A civil servant who was gagged and taped to a chair in a workplace "prank" has lost a £500,000 compensation claim.
Former Marine Scotland worker DeeAnn Fitzpatrick was pictured taped to the chair in an image that went viral in 2018.
She claimed that she was subjected to the ordeal at Marine Scotland's Scrabster office in 2010 after reporting a male colleague's threatening behaviours towards a female colleague.
She accused two other males of taping and gagging her in response to her whistleblowing, although a probe found that the men had "no case to answer".
The Scottish Government sacked her for lying about the incident, with her bosses at the time saying the "high jinks" occurred at an earlier date in 2009.
She pursued discrimination claims at an employment tribunal, saying that she had been called a "f***ing Canadian r****d", "wh**e" and "old troll" at the office.
Those claims were rejected, but she was allowed to proceed with claims that she was dismissed because she made protected disclosures.
The tribunal has now ruled that the incident did occur before she raised concerns regarding the male colleague's behaviour, thus that it could not have been in retaliation.
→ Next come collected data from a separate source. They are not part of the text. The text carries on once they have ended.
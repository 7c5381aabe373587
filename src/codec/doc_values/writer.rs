use std::sync::Arc;

use ahash::AHashSet;

use crate::codec::codec_util;
use crate::codec::doc_values::{
    ColumnarDocValuesConfig, DATA_CODEC, DATA_EXTENSION, DocValuesConsumer, ENTRY_BINARY,
    ENTRY_NUMERIC, ENTRY_SORTED, META_CODEC, META_EXTENSION, VERSION_CURRENT, binary, numeric,
    sorted,
};
use crate::error::{PilumError, Result};
use crate::index::field_info::{DocValuesType, FieldInfo};
use crate::index::file_names::segment_file_name;
use crate::index::state::SegmentWriteState;
use crate::storage::structured::StructWriter;
use crate::storage::{Storage, StorageOutput, delete_files_quietly};

type Output = StructWriter<Box<dyn StorageOutput>>;

/// Writes the `.dvd` and `.dvm` files of the columnar format.
#[derive(Debug)]
pub struct ColumnarDocValuesConsumer {
    storage: Arc<dyn Storage>,
    data_name: String,
    meta_name: String,
    data: Option<Output>,
    meta: Option<Output>,
    max_doc: u32,
    config: ColumnarDocValuesConfig,
    written: AHashSet<u32>,
}

impl ColumnarDocValuesConsumer {
    /// Create both files and write their headers.
    pub fn new(state: &SegmentWriteState, config: ColumnarDocValuesConfig) -> Result<Self> {
        let suffix = state.segment_suffix.as_str();
        let data_name = segment_file_name(&state.segment_name, suffix, DATA_EXTENSION);
        let meta_name = segment_file_name(&state.segment_name, suffix, META_EXTENSION);

        let mut consumer = ColumnarDocValuesConsumer {
            storage: Arc::clone(&state.storage),
            data_name,
            meta_name,
            data: None,
            meta: None,
            max_doc: state.max_doc,
            config,
            written: AHashSet::new(),
        };

        let opened = (|| -> Result<()> {
            let mut data = StructWriter::new(consumer.storage.create_output(&consumer.data_name)?);
            codec_util::write_index_header(
                &mut data,
                DATA_CODEC,
                VERSION_CURRENT,
                &state.segment_id,
                suffix,
            )?;
            consumer.data = Some(data);

            let mut meta = StructWriter::new(consumer.storage.create_output(&consumer.meta_name)?);
            codec_util::write_index_header(
                &mut meta,
                META_CODEC,
                VERSION_CURRENT,
                &state.segment_id,
                suffix,
            )?;
            consumer.meta = Some(meta);
            Ok(())
        })();

        match opened {
            Ok(()) => {
                log::debug!(
                    "Writing doc values {} / {}",
                    consumer.data_name,
                    consumer.meta_name
                );
                Ok(consumer)
            }
            Err(e) => {
                consumer.abort();
                Err(e)
            }
        }
    }

    fn outputs(&mut self) -> Result<(&mut Output, &mut Output)> {
        match (self.data.as_mut(), self.meta.as_mut()) {
            (Some(data), Some(meta)) => Ok((data, meta)),
            _ => Err(PilumError::invalid_operation(format!(
                "doc values consumer for {} is closed",
                self.data_name
            ))),
        }
    }

    fn start_field(
        &mut self,
        field: &FieldInfo,
        expected: DocValuesType,
        count: usize,
    ) -> Result<()> {
        if field.doc_values_type != expected {
            return Err(PilumError::consistency(format!(
                "field {:?} has doc values type {}, cannot write {expected}",
                field.name, field.doc_values_type
            )));
        }
        if count != self.max_doc as usize {
            return Err(PilumError::consistency(format!(
                "field {:?} has {count} values, segment has {} documents",
                field.name, self.max_doc
            )));
        }
        if !self.written.insert(field.number) {
            return Err(PilumError::consistency(format!(
                "doc values for field {:?} written twice",
                field.name
            )));
        }
        Ok(())
    }
}

impl DocValuesConsumer for ColumnarDocValuesConsumer {
    fn add_numeric_field(&mut self, field: &FieldInfo, values: &[i64]) -> Result<()> {
        self.start_field(field, DocValuesType::Numeric, values.len())?;
        let max_table_cardinality = self.config.max_table_cardinality;
        let (data, meta) = self.outputs()?;

        meta.write_varint(field.number as u64 + 1)?;
        meta.write_u8(ENTRY_NUMERIC)?;
        let entry = numeric::write_numeric(data, values, max_table_cardinality)?;
        entry.write_to(meta)?;

        log::debug!(
            "numeric field {:?}: {} docs, {:?}, {} bytes",
            field.name,
            entry.count,
            entry.mode,
            entry.length
        );
        Ok(())
    }

    fn add_binary_field(&mut self, field: &FieldInfo, values: &[Vec<u8>]) -> Result<()> {
        self.start_field(field, DocValuesType::Binary, values.len())?;
        let (data, meta) = self.outputs()?;

        meta.write_varint(field.number as u64 + 1)?;
        meta.write_u8(ENTRY_BINARY)?;
        let entry = binary::write_binary(data, values)?;
        entry.write_to(meta)?;

        log::debug!(
            "binary field {:?}: {} docs, {:?}, {} bytes",
            field.name,
            entry.count,
            entry.mode,
            entry.total_bytes
        );
        Ok(())
    }

    fn add_sorted_field(
        &mut self,
        field: &FieldInfo,
        dictionary: &[Vec<u8>],
        ords: &[i64],
    ) -> Result<()> {
        sorted::validate_sorted(dictionary, ords)?;
        self.start_field(field, DocValuesType::Sorted, ords.len())?;
        let max_table_cardinality = self.config.max_table_cardinality;
        let (data, meta) = self.outputs()?;

        meta.write_varint(field.number as u64 + 1)?;
        meta.write_u8(ENTRY_SORTED)?;
        let entry = sorted::write_sorted(data, dictionary, ords, max_table_cardinality)?;
        entry.dictionary.write_to(meta)?;
        entry.ords.write_to(meta)?;

        log::debug!(
            "sorted field {:?}: {} docs, {} distinct terms",
            field.name,
            entry.ords.count,
            entry.dictionary.count
        );
        Ok(())
    }

    fn close(&mut self) -> Result<()> {
        let (Some(mut data), Some(mut meta)) = (self.data.take(), self.meta.take()) else {
            return Ok(());
        };

        meta.write_varint(0)?;
        codec_util::write_footer(&mut meta)?;
        codec_util::write_footer(&mut data)?;
        meta.close()?;
        data.close()?;

        log::debug!(
            "Closed doc values {}: {} fields",
            self.data_name,
            self.written.len()
        );
        Ok(())
    }

    fn abort(&mut self) {
        self.data = None;
        self.meta = None;
        delete_files_quietly(
            self.storage.as_ref(),
            [self.data_name.as_str(), self.meta_name.as_str()],
        );
    }
}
In its decision it said: "It had nothing to do with any disclosure made, because of its timing.
"There may well have been nothing that triggered it other than the dysfunctional office culture."
The ruling did criticise a "culture of puerile pranks" at the office, adding that some behaviours in the office had been "entirely wrong".
"The photograph itself shows an image that has elements that are sinister, in particular that tape is placed across the claimant's mouth," the tribunal said.
The tribunal heard how Ms Fitzpatrick was tied up for 10 minutes before being let free, with Reid Anderson having taken the photo and Jody Paske also involved in the incident.
Other office pranks included taping other colleagues in different ways, putting ice down clothing and using a pen casing as a makeshift peashooter.
Although Ms Fitzpatrick said she was "extremely disappointed" by the ruling, she took "some comfort" in the criticisms of the office culture and handling of her case.
The Daily Star has approached Marine Scotland for comment.